5. When obtaining a residency card, are there any eligibility requirements such as being in a certain occupation such as a doctor or nurse, or being self-sustainable for 2 years like Australia or Greek proficiency? 

Also, would any expats be able to give me a rough idea of flat rent prices/cost of living. I imagine the cheapest method of accommodation would be to live on a boat as I probably wouldn't have to pay council tax.

What are average costs of necessary factors' such as doctor's appointments, bus fares, car insurance, weekly shopping bills and tax. 

How much money should one enter Cyprus with as an emergency fund, I'm aiming for 10-12k is that good. I understand English is widely spoken but I am willing to learn Greek. What's the job market like? 

Plus, whats life like once the interim period of settling down has finished. 

Your responses will be greatly appreciated,
Regards
Dan


----------



## wracgirl (Feb 6, 2009)

dangrey93 said:


> Hello,
> I intend to emigrate from the UK to Cyprus as early as next year.I understand that upon arrival I have to obtain an Alien Registration Certificate within 8 days and apply for a residency card through the Civil Registry & Migration Office within 3 months and have to present such documentation as a valid EU Passport, 2 photographs and a stamped employment from signed by employer and stamped by Department of Labour.
> 
> My question is can I apply for jobs in Cyprus before I have these documents?
> ...


WOW\!! take a breath:


----------



## dangrey93 (May 27, 2012)

dangrey93 said:


> Hello,
> I intend to emigrate from the UK to Cyprus as early as next year.I understand that upon arrival I have to obtain an Alien Registration Certificate within 8 days and apply for a residency card through the Civil Registry & Migration Office within 3 months and have to present such documentation as a valid EU Passport, 2 photographs and a stamped employment from signed by employer and stamped by Department of Labour.
> 
> My question is can I apply for jobs in Cyprus before I have these documents?
> ...


Thanks


----------



## Guest (Jun 16, 2012)

dangrey93 said:


> Thanks


You did not get much of an answer so here come some of them.
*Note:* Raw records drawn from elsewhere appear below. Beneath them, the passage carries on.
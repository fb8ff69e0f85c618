#![allow(dead_code)]
use parmesh::prelude::*;
use parmesh::algs::boundary::reconstruct_boundary;
use parmesh::algs::boundary::BoundaryStats;
use std::collections::HashSet;

/// Centralized input: the mesh on rank 0, nothing elsewhere.
pub fn on_root(rank: usize, mesh: impl FnOnce() -> Group) -> Vec<Group> {
    if rank == 0 { vec![mesh()] } else { Vec::new() }
}

/// Fails with `STRONG_FAILURE` on one rank, succeeds everywhere else.
pub struct FailOnRank(pub usize);

impl RemeshKernel for FailOnRank {
    fn name(&self) -> &str {
        "fail-on-rank"
    }

    fn remesh(&self, _group: &mut Group, ctx: &KernelContext<'_>) -> Outcome {
        if ctx.rank == self.0 { Outcome::StrongFailure } else { Outcome::Success }
    }
}

/// Reports `LOW_FAILURE` on one rank, succeeds everywhere else.
pub struct LowOnRank(pub usize);

impl RemeshKernel for LowOnRank {
    fn name(&self) -> &str {
        "low-on-rank"
    }

    fn remesh(&self, _group: &mut Group, ctx: &KernelContext<'_>) -> Outcome {
        if ctx.rank == self.0 { Outcome::LowFailure } else { Outcome::Success }
    }
}

/// Leaves one free face flagged interface, so the surface cannot be rebuilt.
pub struct LeakyBoundary;

impl RemeshKernel for LeakyBoundary {
    fn name(&self) -> &str {
        "leaky-boundary"
    }

    fn remesh(&self, _group: &mut Group, _ctx: &KernelContext<'_>) -> Outcome {
        Outcome::Success
    }

    fn build_boundary(
        &self,
        group: &mut Group,
        scratch: &mut MemoryBudget,
    ) -> Result<BoundaryStats, ParMeshError> {
        let adj = group.adjacency(0)?;
        if let Some((k, i)) = adj.free_faces().next() {
            group.tetras_mut()[k].faces[i].insert(FaceFlags::INTERFACE);
        }
        reconstruct_boundary(group, scratch)
    }
}

/// Shifts every interface point by an amount that depends on the rank.
pub struct Jitter;

impl RemeshKernel for Jitter {
    fn name(&self) -> &str {
        "jitter"
    }

    fn remesh(&self, group: &mut Group, ctx: &KernelContext<'_>) -> Outcome {
        let shift = 1e-4 * (ctx.rank + 1) as f64;
        for i in group.interface_points().collect::<Vec<_>>() {
            group.points_mut()[i].coords[0] += shift;
        }
        Outcome::Success
    }
}

/// No two points of `mesh` share a global id, and none is unassigned.
pub fn assert_unique_gids(mesh: &Group) {
    let mut seen = HashSet::new();
    for p in mesh.points() {
        assert_ne!(p.gid, 0, "unassigned global id");
        assert!(seen.insert(p.gid), "global id {} used twice", p.gid);
    }
}
//! Mesh partitioning and load balancing.
//!
//! A [`Partitioner`] assigns every tetrahedron of a group to a part; the
//! splitter in [`crate::algs::split`] turns that assignment into groups. The
//! [`balance`] module decides which groups move between processes.

pub mod balance;
pub mod graph_growing;
pub mod rcb;

use crate::config::PartitionPolicy;
use crate::mesh_error::ParMeshError;
use crate::topology::group::Group;

pub use graph_growing::GraphGrowing;
pub use rcb::Rcb;

pub type PartId = usize;

/// Computes a tetra-to-part assignment for one group.
pub trait Partitioner {
    /// Returns one part id in `0..nparts` per tetrahedron. Parts may be empty
    /// when the group has fewer tetrahedra than parts.
    fn partition(&self, group: &Group, nparts: usize) -> Result<Vec<PartId>, ParMeshError>;
}

/// Partitioner selected by the configuration.
pub fn partitioner_for(policy: &PartitionPolicy) -> Box<dyn Partitioner> {
    match policy {
        PartitionPolicy::GraphGrowing { seed } => Box::new(GraphGrowing::new(*seed)),
        PartitionPolicy::Rcb => Box::new(Rcb),
    }
}

/// Number of tetrahedra per part.
pub fn part_loads(parts: &[PartId], nparts: usize) -> Vec<usize> {
    let mut loads = vec![0; nparts];
    for &p in parts {
        if let Some(l) = loads.get_mut(p) {
            *l += 1;
        }
    }
    loads
}
//! Boundary surface reconstruction on the merged mesh.
//!
//! Faces with no opposite tetrahedron are boundary faces; their points are
//! boundary points. Interior faces lose any stale boundary flag. The
//! resulting surface must be closed: every surface edge is shared by an even
//! number of boundary faces, and no face may still be an open interface.
//!
//! The working arrays are charged against a scratch budget, usually the spare
//! memory handed over once the communicators are gone.

use crate::memory::MemoryBudget;
use crate::mesh_error::ParMeshError;
use crate::topology::entity::{FaceFlags, PointFlags};
use crate::topology::group::Group;
use hashbrown::HashMap;
use log::debug;

/// Summary of a reconstructed boundary.
#[derive(Clone, Copy, Debug, Default, PartialEq, Eq)]
pub struct BoundaryStats {
    pub faces: usize,
    pub points: usize,
}

/// Rebuild the boundary flags of `group`. Scratch charges are returned to
/// `scratch` before this returns, on success or failure.
pub fn reconstruct_boundary(
    group: &mut Group,
    scratch: &mut MemoryBudget,
) -> Result<BoundaryStats, ParMeshError> {
    let base = scratch.current();
    let stats = flag_surface(group, scratch);
    let used = scratch.current().saturating_sub(base);
    scratch.release(used);
    stats
}

fn flag_surface(group: &mut Group, scratch: &mut MemoryBudget) -> Result<BoundaryStats, ParMeshError> {
    scratch.reserve_for::<Option<usize>>(4 * group.n_tetra(), "boundary adjacency")?;
    let adj = group.adjacency(0)?;
    let n_free = adj.free_faces().count();
    scratch.reserve_for::<((usize, usize), u32)>(3 * n_free, "boundary edges")?;
    scratch.reserve_for::<bool>(group.n_points(), "boundary points")?;
    let mut on_surface = vec![false; group.n_points()];
    let mut edges: HashMap<(usize, usize), u32> = HashMap::new();
    let mut faces = 0;
    for (k, t) in group.tetras_mut().iter_mut().enumerate() {
        for i in 0..4 {
            let free = adj.is_free(k, i);
            t.faces[i].set(FaceFlags::BOUNDARY, free);
            if !free {
                continue;
            }
            if t.faces[i].contains(FaceFlags::INTERFACE) {
                return Err(ParMeshError::Boundary(format!(
                    "face {i} of tetra {k} is an unmatched interface face"
                )));
            }
            faces += 1;
            let fv = t.face_vertices(i);
            for j in 0..3 {
                let (a, b) = (fv[j], fv[(j + 1) % 3]);
                *edges.entry((a.min(b), a.max(b))).or_default() += 1;
                on_surface[a] = true;
            }
        }
    }
    if let Some(((a, b), n)) = edges.iter().find(|(_, n)| **n % 2 == 1) {
        return Err(ParMeshError::Boundary(format!(
            "surface edge ({a}, {b}) bounds {n} faces; the surface is not closed"
        )));
    }
    let mut points = 0;
    for (p, &s) in group.points_mut().iter_mut().zip(&on_surface) {
        p.flags.set(PointFlags::BOUNDARY, s);
        points += usize::from(s);
    }
    debug!("boundary: {faces} faces, {points} points");
    Ok(BoundaryStats { faces, points })
}
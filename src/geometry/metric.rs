//! Sizing metric attached to the points of a group.
//!
//! An isotropic metric stores one target edge size `h` per point; an
//! anisotropic metric stores the six upper-triangular entries
//! `(m11, m12, m13, m22, m23, m33)` of a symmetric tensor per point.
//! An empty metric means "no sizing given".

use crate::mesh_error::ParMeshError;
use serde::{Deserialize, Serialize};

#[derive(Copy, Clone, Debug, Default, PartialEq, Eq, Serialize, Deserialize)]
pub enum MetricKind {
    #[default]
    Isotropic,
    Anisotropic,
}

impl MetricKind {
    pub const fn values_per_point(self) -> usize {
        match self {
            MetricKind::Isotropic => 1,
            MetricKind::Anisotropic => 6,
        }
    }

    /// Inverse of [`MetricKind::values_per_point`].
    pub fn from_size(size: usize) -> Result<Self, ParMeshError> {
        match size {
            1 => Ok(MetricKind::Isotropic),
            6 => Ok(MetricKind::Anisotropic),
            other => Err(ParMeshError::InvalidMetric(format!(
                "wrong data type: {other} values per point (expected 1 or 6)"
            ))),
        }
    }
}

#[derive(Clone, Debug, Default, PartialEq, Serialize, Deserialize)]
pub struct Metric {
    kind: MetricKind,
    values: Vec<f64>,
}

impl Metric {
    pub fn empty(kind: MetricKind) -> Self {
        Self {
            kind,
            values: Vec::new(),
        }
    }

    pub fn isotropic(sizes: Vec<f64>) -> Self {
        Self {
            kind: MetricKind::Isotropic,
            values: sizes,
        }
    }

    /// Uniform isotropic size for `n` points.
    pub fn constant(n: usize, h: f64) -> Self {
        Self::isotropic(vec![h; n])
    }

    /// Build from a flat value array; its length must be a multiple of the kind's size.
    pub fn from_values(kind: MetricKind, values: Vec<f64>) -> Result<Self, ParMeshError> {
        if values.len() % kind.values_per_point() != 0 {
            return Err(ParMeshError::InvalidMetric(format!(
                "{} values is not a multiple of {}",
                values.len(),
                kind.values_per_point()
            )));
        }
        Ok(Self { kind, values })
    }

    pub fn kind(&self) -> MetricKind {
        self.kind
    }

    pub fn size(&self) -> usize {
        self.kind.values_per_point()
    }

    /// Number of points carrying a value.
    pub fn len(&self) -> usize {
        self.values.len() / self.size()
    }

    pub fn is_empty(&self) -> bool {
        self.values.is_empty()
    }

    pub fn values(&self) -> &[f64] {
        &self.values
    }

    #[inline]
    pub fn at(&self, point: usize) -> &[f64] {
        let s = self.size();
        &self.values[point * s..(point + 1) * s]
    }

    #[inline]
    pub fn at_mut(&mut self, point: usize) -> &mut [f64] {
        let s = self.size();
        &mut self.values[point * s..(point + 1) * s]
    }

    pub fn push(&mut self, value: &[f64]) {
        debug_assert_eq!(value.len(), self.size());
        self.values.extend_from_slice(value);
    }

    /// Drop every value, keeping the kind.
    pub fn clear(&mut self) {
        self.values.clear();
    }

    /// Keep only the entries of the listed points, in that order.
    pub fn gather(&self, points: &[usize]) -> Self {
        if self.is_empty() {
            return Self::empty(self.kind);
        }
        let mut out = Self::empty(self.kind);
        out.values.reserve(points.len() * self.size());
        for &p in points {
            out.push(self.at(p));
        }
        out
    }

    /// Multiply lengths by `factor` (sizes scale linearly, tensors by `1/factor^2`).
    pub fn scale_lengths(&mut self, factor: f64) {
        match self.kind {
            MetricKind::Isotropic => self.values.iter_mut().for_each(|h| *h *= factor),
            MetricKind::Anisotropic => {
                let inv2 = 1.0 / (factor * factor);
                self.values.iter_mut().for_each(|m| *m *= inv2)
            }
        }
    }

    /// Validate the values against a point count.
    pub fn check(&self, n_points: usize) -> Result<(), ParMeshError> {
        if self.is_empty() {
            return Ok(());
        }
        if self.len() != n_points {
            return Err(ParMeshError::InvalidMetric(format!(
                "metric has {} entries for {n_points} points",
                self.len()
            )));
        }
        match self.kind {
            MetricKind::Isotropic => {
                if let Some(p) = self.values.iter().position(|h| !(h.is_finite() && *h > 0.0)) {
                    return Err(ParMeshError::InvalidMetric(format!(
                        "non-positive size {} at point {p}",
                        self.values[p]
                    )));
                }
            }
            MetricKind::Anisotropic => {
                for p in 0..self.len() {
                    let m = self.at(p);
                    if !(m[0] > 0.0 && m[3] > 0.0 && m[5] > 0.0) {
                        return Err(ParMeshError::InvalidMetric(format!(
                            "tensor at point {p} is not positive definite"
                        )));
                    }
                }
            }
        }
        Ok(())
    }
}

#[cfg(test)]
mod tests {
    use super::*;

    #[test]
    fn check_rejects_bad_sizes() {
        assert!(Metric::constant(3, 1.0).check(4).is_err());
        assert!(Metric::isotropic(vec![1.0, -1.0]).check(2).is_err());
        assert!(MetricKind::from_size(3).is_err());
        assert!(Metric::empty(MetricKind::Isotropic).check(10).is_ok());
    }

    #[test]
    fn gather_and_scale() {
        let mut m = Metric::isotropic(vec![1.0, 2.0, 3.0]);
        let g = m.gather(&[2, 0]);
        assert_eq!(g.values(), &[3.0, 1.0]);
        m.scale_lengths(2.0);
        assert_eq!(m.values(), &[2.0, 4.0, 6.0]);
    }
}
You can drive on your Full UK licence until it expires. You cant get a Cyprus one until you are resident and has lived in Cyprus for minimum 6 months.

As a resident you have the right to vote in local elections and to the EU parliament

If you pay in to the social fund you have the right to healthcare. This happens 
normally when you start to work.

who in the last 8 years before their application accumulated more than 5 years of residence or more than 7 years of residence, if they are sports players, sports technicians or coaches or work in International Business Companies, or work for Cypriot employers etc

Cyprus accept dual citizenship

Aswer to number 5 is No

Rest someone else can do better


----------